We're getting closer and closer to the end of the year and the year-end lists are coming out. Unfortunately for all of you, I am nowhere near deciding what my favorite books were this year. I hope, however, that I come up with superlatives as -- well -- superlative as this list does. Still, to give myself something to update later on in December, for what it's worth, here are

Statistics for my 101 books read so far this year:
72 were for pleasure
29 were for reviews (a personal best!)
42 were nonfiction, 58 fiction, 1 by Hunter S. Thompson (a genre all his own?)
Of reviews only, 10 were nonfiction, 18 were fiction
41 of those were in the first six months of the year (school used to take a huge toll on my reading time... yet I still miss it)
36 were library books -- I can't believe I remember this, but I have a pretty good memory for book covers, which I guess helps. Seems pretty low until you take out the 28 review books, which means almost half the books I picked up this year for pleasure were library-owned. Let's hear it for your local library! Hoo rah!
18 I purchased during 2006 (bad! bad! And those aren't even the only books I bought this year.)
1 I bought and then returned
16 books read in November, the highest month (cold weather + traveling over Thanksgiving break)
4 books read each in February and March, the lowest months (not counting December)
8.41 average books per month
0.2765 average books per day

And on the nightstand I have
4 books to review
3 From-the-Stacks challenge books (which I want to finish before January 1st, even though I know the challenge goes on longer)
59 library books ETA: Oops?

So in theory if I only read those books, I will top out this year at 113 -- not my best performance but not my worst either. Frankly, if I crack 100 books I'm pleased. I know it's a lofty goal, but for me right now (being childless and not in school) it's doable.

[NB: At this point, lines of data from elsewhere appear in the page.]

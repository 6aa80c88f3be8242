//! The normalized document produced by the loader.

use std::path::{Path, PathBuf};

/// Source formats the loader understands.
#[derive(Debug, Clone, Copy, PartialEq, Eq)]
pub enum DocumentFormat {
    Text,
    Pdf,
    Docx,
}

impl DocumentFormat {
    /// Detect the format from a path's extension (case-insensitive).
    pub fn from_path(path: &Path) -> Option<Self> {
        let ext = path.extension()?.to_str()?.to_lowercase();
        match ext.as_str() {
            "txt" => Some(Self::Text),
            "pdf" => Some(Self::Pdf),
            "docx" => Some(Self::Docx),
            _ => None,
        }
    }

    pub fn as_str(&self) -> &'static str {
        match self {
            Self::Text => "txt",
            Self::Pdf => "pdf",
            Self::Docx => "docx",
        }
    }
}

/// Page count for PDFs, paragraph count for Word documents.
#[derive(Debug, Clone, Copy, PartialEq, Eq)]
pub enum StructuralCount {
    Pages(usize),
    Paragraphs(usize),
}

impl StructuralCount {
    pub fn count(&self) -> usize {
        match self {
            Self::Pages(n) | Self::Paragraphs(n) => *n,
        }
    }
}

/// A document's content reduced to plain text, plus basic metrics.
///
/// Immutable once built; the metrics are computed from `text` at
/// construction time.
#[derive(Debug, Clone, PartialEq)]
pub struct NormalizedDocument {
    source_path: PathBuf,
    format: DocumentFormat,
    text: String,
    word_count: usize,
    char_count: usize,
    structural_count: Option<StructuralCount>,
}

impl NormalizedDocument {
    pub fn new(
        source_path: impl Into<PathBuf>,
        format: DocumentFormat,
        text: String,
        structural_count: Option<StructuralCount>,
    ) -> Self {
        let word_count = text.split_whitespace().count();
        let char_count = text.chars().count();
        Self {
            source_path: source_path.into(),
            format,
            text,
            word_count,
            char_count,
            structural_count,
        }
    }

    pub fn source_path(&self) -> &Path {
        &self.source_path
    }

    /// File name of the source, or the full path if it has none.
    pub fn file_name(&self) -> String {
        self.source_path
            .file_name()
            .map(|n| n.to_string_lossy().into_owned())
            .unwrap_or_else(|| self.source_path.display().to_string())
    }

    pub fn format(&self) -> DocumentFormat {
        self.format
    }

    pub fn text(&self) -> &str {
        &self.text
    }

    /// Consume the document, keeping only its text.
    pub fn into_text(self) -> String {
        self.text
    }

    /// Number of whitespace-separated words.
    pub fn word_count(&self) -> usize {
        self.word_count
    }

    /// Number of characters (Unicode scalar values).
    pub fn char_count(&self) -> usize {
        self.char_count
    }

    pub fn structural_count(&self) -> Option<StructuralCount> {
        self.structural_count
    }

    pub fn page_count(&self) -> Option<usize> {
        match self.structural_count {
            Some(StructuralCount::Pages(n)) => Some(n),
            _ => None,
        }
    }

    pub fn paragraph_count(&self) -> Option<usize> {
        match self.structural_count {
            Some(StructuralCount::Paragraphs(n)) => Some(n),
            _ => None,
        }
    }

    /// The first `max_chars` characters, with "..." appended when cut.
    pub fn preview(&self, max_chars: usize) -> String {
        if self.char_count <= max_chars {
            return self.text.clone();
        }
        let mut preview: String = self.text.chars().take(max_chars).collect();
        preview.push_str("...");
        preview
    }
}

#[cfg(test)]
mod tests {
    use super::*;

    #[test]
    fn test_format_from_path_is_case_insensitive() {
        assert_eq!(
            DocumentFormat::from_path(Path::new("a/Report.PDF")),
            Some(DocumentFormat::Pdf)
        );
        assert_eq!(
            DocumentFormat::from_path(Path::new("notes.Txt")),
            Some(DocumentFormat::Text)
        );
        assert_eq!(
            DocumentFormat::from_path(Path::new("memo.docx")),
            Some(DocumentFormat::Docx)
        );
        assert_eq!(DocumentFormat::from_path(Path::new("data.csv")), None);
        assert_eq!(DocumentFormat::from_path(Path::new("README")), None);
    }

    #[test]
    fn test_metrics_computed_from_text() {
        let doc = NormalizedDocument::new(
            "x.txt",
            DocumentFormat::Text,
            "  héllo   wörld\n\tagain ".to_string(),
            None,
        );
        assert_eq!(doc.word_count(), 3);
        assert_eq!(doc.char_count(), 23);
        assert_eq!(doc.structural_count(), None);
        assert_eq!(doc.file_name(), "x.txt");
    }

    #[test]
    fn test_preview() {
        let doc = NormalizedDocument::new("x.txt", DocumentFormat::Text, "abcdef".into(), None);
        assert_eq!(doc.preview(10), "abcdef");
        assert_eq!(doc.preview(3), "abc...");
    }

    #[test]
    fn test_structural_accessors() {
        let doc = NormalizedDocument::new(
            "x.pdf",
            DocumentFormat::Pdf,
            String::new(),
            Some(StructuralCount::Pages(4)),
        );
        assert_eq!(doc.page_count(), Some(4));
        assert_eq!(doc.paragraph_count(), None);
        assert_eq!(doc.structural_count().map(|s| s.count()), Some(4));
    }
}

Of course there's the matter of me having seen more movies than books read this year -- but that's another post.

11 December 2006

How cool...

Is Will Self? Not only is he a major walker, but his work space looks like some kind of Post-It wonderland. These photos of it are mesmerizing.

08 December 2006

Cien!

Yesterday I finished my hundredth book of the year. The book was Steve Almond and Julianna Baggotte's WHICH BRINGS ME TO YOU, an amazing novel-in-letters that I recommend you all go out and buy, beg or borrow.

In other news, next week there is a book sale at work, and I am already prepared to swear off the sale and then in a moment of weakness grab at least 5 books. Maybe I can get some Christmas shopping done while I yield to temptation? I have a stack of eight books to donate to the sale, so if I'm savvy I can come out ahead. (It benefits the Friends of the Emmaus Public Library, so I know at least my failure is another person's aid.)